OUTPUT: Where can we create value? – This crucial step bridges initial insights to strategy, identifying the intersection of people's needs (utility, education, entertainment, reward, bonding, self-expression, discovery) and your brand’s purpose and ambition.

Sprint 2: Define – Translating Insights into Actionable Strategy

Once data on consumer and the other 2 C’s is collected,collated and analysed, you need to structure the all the data, insights,implications in a framework. This is where collected data truly begins its transformation into a concrete strategy:

1. What do we know about the current consumer experience?

    ◦ This involves mapping the consumer journey across stages like Search,Explore,Use,Purchase & Bond.

Under each stage detail out- Triggers, barriers. Overall findings, key insights, and implications are identified.

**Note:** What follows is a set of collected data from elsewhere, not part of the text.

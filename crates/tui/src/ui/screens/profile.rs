use ratatui::{
    Frame,
    layout::Rect,
    style::Style,
    text::{Line, Span},
    widgets::Paragraph,
};

use crate::{
    app::AppState,
    ui::{components::card::Card, theme::Theme},
};

pub fn render(frame: &mut Frame<'_>, area: Rect, state: &AppState) {
    let theme = Theme::default();
    let card = Card::new("Profile", &theme);
    let inner = card.inner(area);
    card.render_frame(frame, area);

    let Some(user) = state.user.as_ref() else {
        frame.render_widget(
            Paragraph::new(Span::styled(
                "Not signed in.",
                Style::default().fg(theme.dim),
            )),
            inner,
        );
        return;
    };

    let lines = vec![
        detail_line("Name", user.name.as_deref().unwrap_or("-"), &theme),
        detail_line("Email", user.email.as_deref().unwrap_or("-"), &theme),
        detail_line("Mobile", user.mobile.as_deref().unwrap_or("-"), &theme),
        detail_line("Role", user.role.as_deref().unwrap_or("-"), &theme),
        detail_line("Server", &state.base_url, &theme),
        Line::default(),
        Line::from(vec![
            Span::styled("o", Style::default().fg(theme.accent)),
            Span::raw(" log out"),
        ]),
    ];

    frame.render_widget(Paragraph::new(lines), inner);
}

fn detail_line(label: &str, value: &str, theme: &Theme) -> Line<'static> {
    Line::from(vec![
        Span::styled(format!("{label:<8}"), Style::default().fg(theme.dim)),
        Span::styled(value.to_string(), Style::default().fg(theme.text)),
    ])
}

    ◦ A variety of data sources and signals are employed to identify opportunities, including Nielsen Comms Point, Brand Health Trackers, Share of Keywords from Mintel and Hit Wise, E-commerce platform search data, Ratings & Reviews, Shopper Study data, Social Listening, Influencer Monitoring, and Depth Interviews.

2. What is the future state we should aim for?

    ◦ Based on the existing consumer experience, the desired future state is envisioned. For instance, a brand might currently have "high awareness but low engagement" with measures dropping beyond awareness. The future state might aim for increased consideration, improved benefit perception, and a higher rank among promoters.

3. What is the Design Statement?

    ◦ This is a concise, guiding statement that encapsulates the desired future experience. For example, for a chess club,Mastermoves, the design statement was "To help Mastermoves Chess enable greater attendance rates across its classes’

4. What are the Jobs to be Done (JTBD)?

    ◦ These are the specific experiences or tasks the brand needs to deliver to achieve the future state, prioritized by their impact across the customer journey stages (Passive, Active, Buy, Use, Advocate).

From Jobs to be Done to Brand Strategy

The Jobs to be Done are the actionable strategic directives derived from all the collected and analyzed data. They explicitly outline the type of experience required to meet both consumer needs and business ambitions. These JTBDs directly inform the brand strategy, guiding decisions on communication, product development, service design, and overall customer engagement.

By systematically moving from building empathy through data collection to defining clear jobs to be done, the "Customer Journey roadmap is complete.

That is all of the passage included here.